* _What you need to do_
Exactly as given, reproduce the records in full.

(Saved data entries)
┌──
//! Session and identity-federation core for multi-tenant household apps: rotating refresh
//! credentials, single-flight client refresh, race-aware proxies, and per-family session fan-out.

#![deny(clippy::all, missing_docs, unused_crate_dependencies)]

pub mod auth;
pub mod broadcast;
pub mod client;
pub mod config;
pub mod error;
pub mod federation;
pub mod flows;
#[cfg(feature = "reqwest")] pub mod http;
pub mod obs;
pub mod proxy;
pub mod store;
pub mod token;

#[cfg(feature = "server")] pub mod api;

#[doc(hidden)]
pub mod _preludet {
	//! Convenience re-exports and fixtures shared by unit and integration tests.

	pub use crate::_prelude::*;

	// self
	#[cfg(feature = "reqwest")] use crate::http::ReqwestHttpClient;
	use crate::{
		auth::{Email, Handle, NewPrincipal, Principal, TenantId, password},
		config::AuthConfig,
		flows::Authority,
		store::{CredentialStore, InsertOutcome, MemoryStore},
	};

	/// Access-token signing secret used by test fixtures.
	pub const TEST_ACCESS_SECRET: &str = "test-access-secret-0123456789abcdef";
	/// Refresh-credential signing secret used by test fixtures.
	pub const TEST_REFRESH_SECRET: &str = "test-refresh-secret-0123456789abcdef";
	/// Password assigned to principals created by [`seed_principal`].
	pub const TEST_PASSWORD: &str = "correct horse battery staple";

	/// Builds a configuration with fixed secrets and a local app URL.
	pub fn test_config() -> AuthConfig {
		let app_url = Url::parse("http://localhost:3000").expect("App URL fixture should parse.");

		AuthConfig::new(TEST_ACCESS_SECRET, TEST_REFRESH_SECRET, app_url)
	}

	/// Constructs an [`Authority`] backed by a fresh in-memory store.
	pub fn build_test_authority() -> (Authority, Arc<MemoryStore>) {
		build_test_authority_with(test_config())
	}

	/// Constructs an [`Authority`] for the provided configuration and a fresh in-memory store.
	pub fn build_test_authority_with(config: AuthConfig) -> (Authority, Arc<MemoryStore>) {
		let store_backend = Arc::new(MemoryStore::default());
		let store: Arc<dyn CredentialStore> = store_backend.clone();
		let authority =
			Authority::new(store, config).expect("Test configuration should build an authority.");

		(authority, store_backend)
	}

	/// Inserts a password-backed principal directly into the store.
	pub async fn seed_principal(
		store: &MemoryStore,
		handle: &str,
		email: &str,
		tenant: Option<TenantId>,
	) -> Principal {
		let handle = Handle::new(handle).expect("Handle fixture should be valid.");
		let email = Email::new(email).expect("Email fixture should be valid.");
		let hash =
			password::hash_password(TEST_PASSWORD).expect("Password fixture should hash.");
		let mut new = NewPrincipal::with_password(handle, email, hash);

		new.tenant = tenant;

		match store.insert_principal(new).await.expect("Seeding a principal should succeed.") {
			InsertOutcome::Inserted(principal) => principal,
			outcome => panic!("Principal fixture collided with an existing row: {outcome:?}."),
		}
	}

	/// Builds a reqwest HTTP client that accepts the self-signed certificates produced by
	/// `httpmock` during tests.
	#[cfg(feature = "reqwest")]
	pub fn test_reqwest_http_client() -> ReqwestHttpClient {
		let client = ReqwestClient::builder()
			.danger_accept_invalid_certs(true)
			.danger_accept_invalid_hostnames(true)
			.build()
			.expect("Failed to build insecure Reqwest client for tests.");

		ReqwestHttpClient::with_client(client)
	}
}

mod _prelude {
	pub use std::{
		collections::HashMap,
		error::Error as StdError,
		fmt::{Debug, Display, Formatter, Result as FmtResult},
		future::Future,
		pin::Pin,
		str::FromStr,
		sync::Arc,
	};

	pub use async_lock::Mutex as AsyncMutex;
	pub use parking_lot::{Mutex, RwLock};
	#[cfg(feature = "reqwest")]
	pub use reqwest::{Client as ReqwestClient, Error as ReqwestError};
	pub use serde::{Deserialize, Serialize};
	pub use thiserror::Error as ThisError;
	pub use time::{Duration, OffsetDateTime};
	pub use url::Url;

	pub use crate::error::{Error, Result};
}

#[cfg(feature = "reqwest")] pub use reqwest;
pub use url;
#[cfg(test)] use {http_body_util as _, httpmock as _, tower as _};
#[cfg(feature = "server")] use {color_eyre as _, tracing_subscriber as _};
└──
* _Solved problem_
//! Session and identity-federation core for multi-tenant household apps: rotating refresh
//! credentials, single-flight client refresh, race-aware proxies, and per-family session fan-out.

#![deny(clippy::all, missing_docs, unused_crate_dependencies)]

pub mod auth;
pub mod broadcast;
pub mod client;
pub mod config;
pub mod error;
pub mod federation;
pub mod flows;
#[cfg(feature = "reqwest")] pub mod http;
pub mod obs;
pub mod proxy;
pub mod store;
pub mod token;

#[cfg(feature = "server")] pub mod api;

#[doc(hidden)]
pub mod _preludet {
	//! Convenience re-exports and fixtures shared by unit and integration tests.

	pub use crate::_prelude::*;

	// self
	#[cfg(feature = "reqwest")] use crate::http::ReqwestHttpClient;
	use crate::{
		auth::{Email, Handle, NewPrincipal, Principal, TenantId, password},
		config::AuthConfig,
		flows::Authority,
		store::{CredentialStore, InsertOutcome, MemoryStore},
	};

	/// Access-token signing secret used by test fixtures.
	pub const TEST_ACCESS_SECRET: &str = "test-access-secret-0123456789abcdef";
	/// Refresh-credential signing secret used by test fixtures.
	pub const TEST_REFRESH_SECRET: &str = "test-refresh-secret-0123456789abcdef";
	/// Password assigned to principals created by [`seed_principal`].
	pub const TEST_PASSWORD: &str = "correct horse battery staple";

	/// Builds a configuration with fixed secrets and a local app URL.
	pub fn test_config() -> AuthConfig {
		let app_url = Url::parse("http://localhost:3000").expect("App URL fixture should parse.");

		AuthConfig::new(TEST_ACCESS_SECRET, TEST_REFRESH_SECRET, app_url)
	}

	/// Constructs an [`Authority`] backed by a fresh in-memory store.
	pub fn build_test_authority() -> (Authority, Arc<MemoryStore>) {
		build_test_authority_with(test_config())
	}

	/// Constructs an [`Authority`] for the provided configuration and a fresh in-memory store.
	pub fn build_test_authority_with(config: AuthConfig) -> (Authority, Arc<MemoryStore>) {
		let store_backend = Arc::new(MemoryStore::default());
		let store: Arc<dyn CredentialStore> = store_backend.clone();
		let authority =
			Authority::new(store, config).expect("Test configuration should build an authority.");

		(authority, store_backend)
	}

	/// Inserts a password-backed principal directly into the store.
	pub async fn seed_principal(
		store: &MemoryStore,
		handle: &str,
		email: &str,
		tenant: Option<TenantId>,
	) -> Principal {
		let handle = Handle::new(handle).expect("Handle fixture should be valid.");
		let email = Email::new(email).expect("Email fixture should be valid.");
		let hash =
			password::hash_password(TEST_PASSWORD).expect("Password fixture should hash.");
		let mut new = NewPrincipal::with_password(handle, email, hash);

		new.tenant = tenant;

		match store.insert_principal(new).await.expect("Seeding a principal should succeed.") {
			InsertOutcome::Inserted(principal) => principal,
			outcome => panic!("Principal fixture collided with an existing row: {outcome:?}."),
		}
	}

	/// Builds a reqwest HTTP client that accepts the self-signed certificates produced by
	/// `httpmock` during tests.
	#[cfg(feature = "reqwest")]
	pub fn test_reqwest_http_client() -> ReqwestHttpClient {
		let client = ReqwestClient::builder()
			.danger_accept_invalid_certs(true)
			.danger_accept_invalid_hostnames(true)
			.build()
			.expect("Failed to build insecure Reqwest client for tests.");

		ReqwestHttpClient::with_client(client)
	}
}

mod _prelude {
	pub use std::{
		collections::HashMap,
		error::Error as StdError,
		fmt::{Debug, Display, Formatter, Result as FmtResult},
		future::Future,
		pin::Pin,
		str::FromStr,
		sync::Arc,
	};

	pub use async_lock::Mutex as AsyncMutex;
	pub use parking_lot::{Mutex, RwLock};
	#[cfg(feature = "reqwest")]
	pub use reqwest::{Client as ReqwestClient, Error as ReqwestError};
	pub use serde::{Deserialize, Serialize};
	pub use thiserror::Error as ThisError;
	pub use time::{Duration, OffsetDateTime};
	pub use url::Url;

	pub use crate::error::{Error, Result};
}

#[cfg(feature = "reqwest")] pub use reqwest;
pub use url;
#[cfg(test)] use {http_body_util as _, httpmock as _, tower as _};
#[cfg(feature = "server")] use {color_eyre as _, tracing_subscriber as _};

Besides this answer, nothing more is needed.